Records ▸

---+---

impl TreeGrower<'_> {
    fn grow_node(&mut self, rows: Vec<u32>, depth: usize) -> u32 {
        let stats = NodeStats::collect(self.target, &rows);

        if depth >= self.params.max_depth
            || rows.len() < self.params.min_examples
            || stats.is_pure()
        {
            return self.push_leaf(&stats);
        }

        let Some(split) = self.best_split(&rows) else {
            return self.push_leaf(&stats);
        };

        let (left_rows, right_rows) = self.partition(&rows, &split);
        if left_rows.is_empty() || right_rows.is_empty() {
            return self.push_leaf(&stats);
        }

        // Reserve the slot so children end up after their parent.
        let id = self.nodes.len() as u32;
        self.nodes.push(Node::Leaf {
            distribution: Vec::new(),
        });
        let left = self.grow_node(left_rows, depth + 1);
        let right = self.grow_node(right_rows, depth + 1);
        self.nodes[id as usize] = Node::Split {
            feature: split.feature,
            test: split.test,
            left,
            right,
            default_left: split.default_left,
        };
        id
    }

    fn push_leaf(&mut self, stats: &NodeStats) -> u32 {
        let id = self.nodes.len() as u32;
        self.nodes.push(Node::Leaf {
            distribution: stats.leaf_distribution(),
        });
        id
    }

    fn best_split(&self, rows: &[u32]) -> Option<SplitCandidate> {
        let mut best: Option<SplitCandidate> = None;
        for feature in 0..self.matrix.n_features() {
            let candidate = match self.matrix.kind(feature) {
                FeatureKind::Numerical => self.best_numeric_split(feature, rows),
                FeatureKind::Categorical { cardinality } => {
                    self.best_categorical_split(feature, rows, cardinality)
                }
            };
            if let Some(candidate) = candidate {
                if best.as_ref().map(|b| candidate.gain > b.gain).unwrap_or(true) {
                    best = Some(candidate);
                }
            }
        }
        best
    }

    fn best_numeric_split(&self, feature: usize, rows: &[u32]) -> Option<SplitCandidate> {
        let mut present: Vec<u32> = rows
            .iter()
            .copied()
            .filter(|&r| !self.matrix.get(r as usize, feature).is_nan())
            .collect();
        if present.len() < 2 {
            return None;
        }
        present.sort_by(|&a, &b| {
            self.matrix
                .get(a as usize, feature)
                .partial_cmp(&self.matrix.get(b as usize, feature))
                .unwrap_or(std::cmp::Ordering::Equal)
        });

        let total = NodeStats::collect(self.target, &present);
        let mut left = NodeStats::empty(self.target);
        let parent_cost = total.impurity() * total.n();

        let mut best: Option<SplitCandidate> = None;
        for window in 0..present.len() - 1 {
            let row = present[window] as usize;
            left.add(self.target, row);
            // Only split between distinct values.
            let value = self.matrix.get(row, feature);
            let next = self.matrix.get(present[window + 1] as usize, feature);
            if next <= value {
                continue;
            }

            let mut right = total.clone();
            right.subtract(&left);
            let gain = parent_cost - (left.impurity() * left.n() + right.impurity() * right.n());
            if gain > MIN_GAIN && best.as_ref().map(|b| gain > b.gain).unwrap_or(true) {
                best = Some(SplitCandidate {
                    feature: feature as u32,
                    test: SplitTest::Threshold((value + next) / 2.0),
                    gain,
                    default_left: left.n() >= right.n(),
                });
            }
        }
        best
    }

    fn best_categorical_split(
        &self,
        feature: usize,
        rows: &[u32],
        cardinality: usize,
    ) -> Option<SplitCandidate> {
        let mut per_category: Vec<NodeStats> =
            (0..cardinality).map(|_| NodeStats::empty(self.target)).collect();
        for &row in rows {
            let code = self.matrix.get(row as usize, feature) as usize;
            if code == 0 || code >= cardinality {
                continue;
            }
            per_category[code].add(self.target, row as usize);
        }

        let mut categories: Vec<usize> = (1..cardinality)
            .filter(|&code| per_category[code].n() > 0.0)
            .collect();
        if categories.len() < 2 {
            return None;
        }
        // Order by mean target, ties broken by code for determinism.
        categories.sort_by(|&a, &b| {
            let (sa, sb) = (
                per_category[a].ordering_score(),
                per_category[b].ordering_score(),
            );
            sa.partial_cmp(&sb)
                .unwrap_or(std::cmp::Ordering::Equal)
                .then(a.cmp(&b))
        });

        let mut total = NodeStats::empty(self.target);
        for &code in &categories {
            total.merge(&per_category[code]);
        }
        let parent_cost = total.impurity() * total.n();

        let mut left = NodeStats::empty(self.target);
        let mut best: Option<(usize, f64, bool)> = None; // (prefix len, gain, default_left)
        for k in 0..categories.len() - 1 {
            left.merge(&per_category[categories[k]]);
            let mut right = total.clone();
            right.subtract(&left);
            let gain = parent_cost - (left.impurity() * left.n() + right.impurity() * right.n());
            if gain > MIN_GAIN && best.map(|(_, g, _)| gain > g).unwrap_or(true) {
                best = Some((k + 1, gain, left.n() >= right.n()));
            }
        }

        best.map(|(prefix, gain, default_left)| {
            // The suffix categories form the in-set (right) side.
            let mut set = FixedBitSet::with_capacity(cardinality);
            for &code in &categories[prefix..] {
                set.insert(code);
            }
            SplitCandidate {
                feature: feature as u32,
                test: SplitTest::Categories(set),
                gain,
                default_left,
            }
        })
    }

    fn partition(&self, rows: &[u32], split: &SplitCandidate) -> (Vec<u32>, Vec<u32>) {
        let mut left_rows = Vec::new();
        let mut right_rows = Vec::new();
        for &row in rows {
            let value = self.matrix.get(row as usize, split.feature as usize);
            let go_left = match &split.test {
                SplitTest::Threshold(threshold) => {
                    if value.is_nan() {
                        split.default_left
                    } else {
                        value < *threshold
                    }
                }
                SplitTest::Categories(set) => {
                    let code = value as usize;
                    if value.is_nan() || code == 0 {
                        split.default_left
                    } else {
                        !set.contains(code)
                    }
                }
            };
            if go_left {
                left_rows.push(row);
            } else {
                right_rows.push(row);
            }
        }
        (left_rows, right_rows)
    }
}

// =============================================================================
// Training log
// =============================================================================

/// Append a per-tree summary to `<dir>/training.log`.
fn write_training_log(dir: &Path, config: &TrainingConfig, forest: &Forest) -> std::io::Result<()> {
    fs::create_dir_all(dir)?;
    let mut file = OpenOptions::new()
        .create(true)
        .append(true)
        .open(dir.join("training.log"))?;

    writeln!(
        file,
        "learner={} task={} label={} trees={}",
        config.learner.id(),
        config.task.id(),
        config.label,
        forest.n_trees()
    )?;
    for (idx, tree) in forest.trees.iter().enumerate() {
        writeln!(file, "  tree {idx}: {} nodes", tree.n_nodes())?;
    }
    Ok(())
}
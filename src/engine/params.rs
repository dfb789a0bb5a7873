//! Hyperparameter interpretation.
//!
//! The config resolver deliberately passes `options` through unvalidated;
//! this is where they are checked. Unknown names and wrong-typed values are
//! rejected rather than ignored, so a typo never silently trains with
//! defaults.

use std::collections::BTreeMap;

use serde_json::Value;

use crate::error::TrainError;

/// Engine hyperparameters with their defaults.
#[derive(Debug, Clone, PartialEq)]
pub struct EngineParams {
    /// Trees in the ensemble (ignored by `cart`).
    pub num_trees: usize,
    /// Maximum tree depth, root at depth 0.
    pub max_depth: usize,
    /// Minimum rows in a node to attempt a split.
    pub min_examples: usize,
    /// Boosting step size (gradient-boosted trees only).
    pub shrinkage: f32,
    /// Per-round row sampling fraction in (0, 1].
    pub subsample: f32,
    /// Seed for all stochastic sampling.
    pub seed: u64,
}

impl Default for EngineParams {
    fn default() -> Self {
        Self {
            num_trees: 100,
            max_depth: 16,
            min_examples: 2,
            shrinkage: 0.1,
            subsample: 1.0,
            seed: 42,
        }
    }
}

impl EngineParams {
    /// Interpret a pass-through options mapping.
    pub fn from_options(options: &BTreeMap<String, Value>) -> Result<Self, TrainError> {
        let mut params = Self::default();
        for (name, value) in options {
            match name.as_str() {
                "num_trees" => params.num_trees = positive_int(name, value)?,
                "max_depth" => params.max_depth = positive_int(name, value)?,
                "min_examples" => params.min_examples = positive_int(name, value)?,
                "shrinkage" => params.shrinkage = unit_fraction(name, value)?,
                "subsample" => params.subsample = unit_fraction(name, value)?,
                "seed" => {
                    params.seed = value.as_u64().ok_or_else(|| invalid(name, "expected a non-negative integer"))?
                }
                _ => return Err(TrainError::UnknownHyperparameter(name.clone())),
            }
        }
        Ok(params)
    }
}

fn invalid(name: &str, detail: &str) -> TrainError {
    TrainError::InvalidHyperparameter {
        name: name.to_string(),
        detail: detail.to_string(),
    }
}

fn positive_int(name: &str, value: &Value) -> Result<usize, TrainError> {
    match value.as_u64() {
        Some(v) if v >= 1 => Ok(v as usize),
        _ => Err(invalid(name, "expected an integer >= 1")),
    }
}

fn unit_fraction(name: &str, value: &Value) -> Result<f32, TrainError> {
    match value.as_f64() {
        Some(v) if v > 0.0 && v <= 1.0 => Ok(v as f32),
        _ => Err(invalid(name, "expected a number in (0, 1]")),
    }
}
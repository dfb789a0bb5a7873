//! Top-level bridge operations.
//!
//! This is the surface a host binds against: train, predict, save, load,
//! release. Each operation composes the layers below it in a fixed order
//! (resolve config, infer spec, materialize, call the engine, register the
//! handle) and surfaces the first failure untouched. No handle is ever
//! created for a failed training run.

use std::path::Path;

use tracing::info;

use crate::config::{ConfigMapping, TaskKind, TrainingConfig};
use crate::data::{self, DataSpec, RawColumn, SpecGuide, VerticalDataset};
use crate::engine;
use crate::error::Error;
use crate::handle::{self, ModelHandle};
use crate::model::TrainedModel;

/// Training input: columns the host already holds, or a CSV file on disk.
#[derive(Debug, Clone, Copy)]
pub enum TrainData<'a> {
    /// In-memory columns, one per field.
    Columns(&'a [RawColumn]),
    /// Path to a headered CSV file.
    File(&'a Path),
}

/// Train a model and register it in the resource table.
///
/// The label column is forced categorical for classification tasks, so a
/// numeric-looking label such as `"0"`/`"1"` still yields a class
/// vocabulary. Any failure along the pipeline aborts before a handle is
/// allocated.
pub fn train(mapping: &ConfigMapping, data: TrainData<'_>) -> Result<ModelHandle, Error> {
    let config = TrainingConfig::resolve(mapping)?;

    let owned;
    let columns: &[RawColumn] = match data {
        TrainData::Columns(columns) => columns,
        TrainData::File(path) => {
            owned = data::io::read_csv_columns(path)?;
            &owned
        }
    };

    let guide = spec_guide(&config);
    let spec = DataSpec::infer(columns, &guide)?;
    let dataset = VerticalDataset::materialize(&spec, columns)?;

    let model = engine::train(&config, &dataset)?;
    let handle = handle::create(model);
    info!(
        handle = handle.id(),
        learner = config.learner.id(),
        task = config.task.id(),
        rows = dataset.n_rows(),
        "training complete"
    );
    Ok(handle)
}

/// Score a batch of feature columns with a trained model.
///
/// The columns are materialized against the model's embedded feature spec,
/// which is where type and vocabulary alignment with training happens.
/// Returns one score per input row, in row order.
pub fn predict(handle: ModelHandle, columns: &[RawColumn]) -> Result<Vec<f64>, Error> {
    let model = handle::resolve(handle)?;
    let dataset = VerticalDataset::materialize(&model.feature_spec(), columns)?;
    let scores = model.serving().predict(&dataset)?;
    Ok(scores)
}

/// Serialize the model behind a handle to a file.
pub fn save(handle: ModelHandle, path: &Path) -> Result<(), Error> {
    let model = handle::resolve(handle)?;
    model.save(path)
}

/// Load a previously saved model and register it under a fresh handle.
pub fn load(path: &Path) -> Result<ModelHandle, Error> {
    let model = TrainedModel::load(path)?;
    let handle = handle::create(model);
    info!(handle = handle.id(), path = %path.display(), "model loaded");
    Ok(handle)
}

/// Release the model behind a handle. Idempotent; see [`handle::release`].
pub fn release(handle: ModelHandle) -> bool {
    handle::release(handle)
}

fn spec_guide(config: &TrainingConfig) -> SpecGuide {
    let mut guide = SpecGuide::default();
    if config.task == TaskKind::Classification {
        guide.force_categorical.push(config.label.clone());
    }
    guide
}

---+---

Description of the task ▸ Go through the material and copy every line in which the word "filter" occurs.

Response ▸
            .filter(|&r| !self.matrix.get(r as usize, feature).is_nan())
            .filter(|&code| per_category[code].n() > 0.0)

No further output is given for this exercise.